BUT they were a lot easier to set up than THAT girder.


----------



## Gough (Nov 24, 2010)

Monstertruck said:


> I've got 2 that heavier than a summamabitt.
> The third one is a tad lighter.
> Moving any of them is no joke, especially up onto ladder jacks.
> Be careful out there CD!


I'm trying to remember if we've ever set ours on ladder jacks. If we have, I've repressed the memory. Usually, we run it between scaffold towers on side or end brackets. Getting it up there is still no picnic, but better than trying to put it up on a pair of ladder jacks.


----------



## Monstertruck (Oct 26, 2013)

daArch said:


> THERE'S a good reason to get the pump staging :thumbsup:
> 
> We worked off 16 foot wood planks, it was like being at sea - yah got use to the movement in short order. :whistling2:
> 
> BUT they were a lot easier to set up than THAT girder.
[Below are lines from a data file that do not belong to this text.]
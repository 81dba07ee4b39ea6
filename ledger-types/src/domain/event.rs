//! Transaction lifecycle events.

use chrono::{DateTime, Utc};
use serde::{Deserialize, Serialize};

use super::account::{AccountType, OwnerType};
use super::journal::{Journal, JournalId, JournalStatus, TransactionType};
use super::money::Currency;

/// Current layout of [`EventMetadata`].
pub const EVENT_METADATA_VERSION: u32 = 1;

/// Versioned event metadata.
///
/// Version 1 keys:
/// - `account_type`: real or demo books
/// - `owner_type`: type of `user_id`, when known
/// - `external_ref`, `description`: copied from the request
/// - `target_currency`, `target_amount`: credited side of a conversion
/// - `reversal_of`, `reason`: set on reversal events
#[derive(Debug, Clone, PartialEq, Eq, Serialize, Deserialize)]
pub struct EventMetadata {
    pub version: u32,
    pub account_type: AccountType,
    #[serde(skip_serializing_if = "Option::is_none")]
    pub owner_type: Option<OwnerType>,
    #[serde(skip_serializing_if = "Option::is_none")]
    pub external_ref: Option<String>,
    #[serde(skip_serializing_if = "Option::is_none")]
    pub description: Option<String>,
    #[serde(skip_serializing_if = "Option::is_none")]
    pub target_currency: Option<Currency>,
    #[serde(skip_serializing_if = "Option::is_none")]
    pub target_amount: Option<i64>,
    #[serde(skip_serializing_if = "Option::is_none")]
    pub reversal_of: Option<String>,
    #[serde(skip_serializing_if = "Option::is_none")]
    pub reason: Option<String>,
}

impl EventMetadata {
    pub fn new(account_type: AccountType) -> Self {
        Self {
            version: EVENT_METADATA_VERSION,
            account_type,
            owner_type: None,
            external_ref: None,
            description: None,
            target_currency: None,
            target_amount: None,
            reversal_of: None,
            reason: None,
        }
    }
}

/// Published once per completed, failed, pending or reversed transaction.
///
/// Delivery is at-least-once; consumers dedupe on `receipt_code`.
#[derive(Debug, Clone, PartialEq, Eq, Serialize, Deserialize)]
pub struct TransactionEvent {
    /// `<transaction_type>.<status>`, e.g. `deposit.completed`
    pub event_type: String,
    pub user_id: Option<String>,
    pub receipt_code: String,
    pub transaction_id: JournalId,
    pub transaction_type: TransactionType,
    pub status: JournalStatus,
    pub amount: i64,
    pub currency: Currency,
    #[serde(skip_serializing_if = "Option::is_none")]
    pub account_number: Option<String>,
    #[serde(skip_serializing_if = "Option::is_none")]
    pub from_account: Option<String>,
    #[serde(skip_serializing_if = "Option::is_none")]
    pub to_account: Option<String>,
    #[serde(skip_serializing_if = "Option::is_none")]
    pub balance_after: Option<i64>,
    #[serde(skip_serializing_if = "Option::is_none")]
    pub fee: Option<i64>,
    #[serde(skip_serializing_if = "Option::is_none")]
    pub error_message: Option<String>,
    pub metadata: EventMetadata,
    pub timestamp: DateTime<Utc>,
}

impl TransactionEvent {
    pub fn event_type_for(transaction_type: TransactionType, status: JournalStatus) -> String {
        format!("{}.{}", transaction_type, status)
    }

    /// Event for the journal's current status.
    pub fn from_journal(journal: &Journal, metadata: EventMetadata) -> Self {
        Self {
            event_type: Self::event_type_for(journal.transaction_type, journal.status),
            user_id: journal.owner_id.clone(),
            receipt_code: journal.receipt_code.clone(),
            transaction_id: journal.id,
            transaction_type: journal.transaction_type,
            status: journal.status,
            amount: journal.amount,
            currency: journal.currency,
            account_number: None,
            from_account: None,
            to_account: None,
            balance_after: None,
            fee: (journal.fee_amount > 0).then_some(journal.fee_amount),
            error_message: journal.error_message.clone(),
            metadata,
            timestamp: Utc::now(),
        }
    }
}

#[cfg(test)]
mod tests {
    use super::*;
    use crate::domain::journal::JournalDraft;

    #[test]
    fn test_event_type_naming() {
        let mut draft = JournalDraft::new("DP-2025-000000000001", TransactionType::Deposit, 1000, Currency::KES);
        draft.fee_amount = 10;
        let journal = draft.to_journal(JournalStatus::Completed);
        let event = TransactionEvent::from_journal(&journal, EventMetadata::new(AccountType::Real));
        assert_eq!(event.event_type, "deposit.completed");
        assert_eq!(event.fee, Some(10));
        assert_eq!(event.metadata.version, EVENT_METADATA_VERSION);
    }

    #[test]
    fn test_optional_fields_are_omitted() {
        let journal = JournalDraft::new("WD-2025-000000000002", TransactionType::Withdrawal, 5, Currency::USD)
            .to_journal(JournalStatus::Failed);
        let event = TransactionEvent::from_journal(&journal, EventMetadata::new(AccountType::Demo));
        let json = serde_json::to_value(&event).unwrap();
        assert_eq!(json["event_type"], "withdrawal.failed");
        assert!(json.get("balance_after").is_none());
        assert_eq!(json["metadata"]["account_type"], "demo");
    }
}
Got 3 sets of pumps and aluma poles.
Sometimes the ladder jacks are more efficient.
The 3 ladder set makes it stable for 2 guys.

The planks I have are 16" wide.
We slide them up the outside face of the ladder.
2 guys can do it with some practice.
We've had to use them between scaffold towers on a few occasions.
What a PITA that was 3 sections up!


----------



## journeymanPainter (Feb 26, 2014)

I've helped set it that up a few times onto ladder jacks, but thank goodness I never had to work off of one. I was never worried about the height, just climbing up onto the plank, and off of the plank

Sent from my SGH-T989D using PaintTalk.com mobile app


----------



## Monstertruck (Oct 26, 2013)

journeymanPainter said:


> I've helped set it that up a few times onto ladder jacks, but thank goodness I never had to work off of one. I was never worried about the height, just climbing up onto the plank, and off of the plank
> 
> Sent from my SGH-T989D using PaintTalk.com mobile app


All planks and jacks are tied off. Including the access ladder. I used to do the 'up and over'. I'm both smarter and lazier now.:blink:


----------



## journeymanPainter (Feb 26, 2014)

Monstertruck said:


> All planks and jacks are tied off. Including the access ladder. I used to do the 'up and over'. I'm both smarter and lazier now.:blink:


It was the up and over I don't like....that's also one of the things keeping me from buying some







Monstertruck said:


> All planks and jacks are tied off. Including the access ladder. I used to do the 'up and over'. I'm both smarter and lazier now.:blink:




Sent from my SGH-T989D using PaintTalk.com mobile app


----------



## Monstertruck (Oct 26, 2013)

journeymanPainter said:


> It was the up and over I don't like....that's also one of the things keeping me from buying some
> 
> 
> 
> ...


Tie off an access ladder. Problem solved. I'm too large and old to be going up and over anymore.


----------



## Gough (Nov 24, 2010)

Monstertruck said:


> Got 3 sets of pumps and aluma poles.
> Sometimes the ladder jacks are more efficient.
> The 3 ladder set makes it stable for 2 guys.
> 
> ...


Oh, 16" picks, sure. I was picturing putting a 20" x 24' "3-man" stage up on ladder jacks. I'm not sure of the weight, Werner doesn't list it in their catalog any more.

When we use it between towers, we "line" up one end at a time, much easier.


----------



## Gough (Nov 24, 2010)

Monstertruck said:


> Tie off an access ladder. Problem solved. I'm too large and old to be going up and over anymore.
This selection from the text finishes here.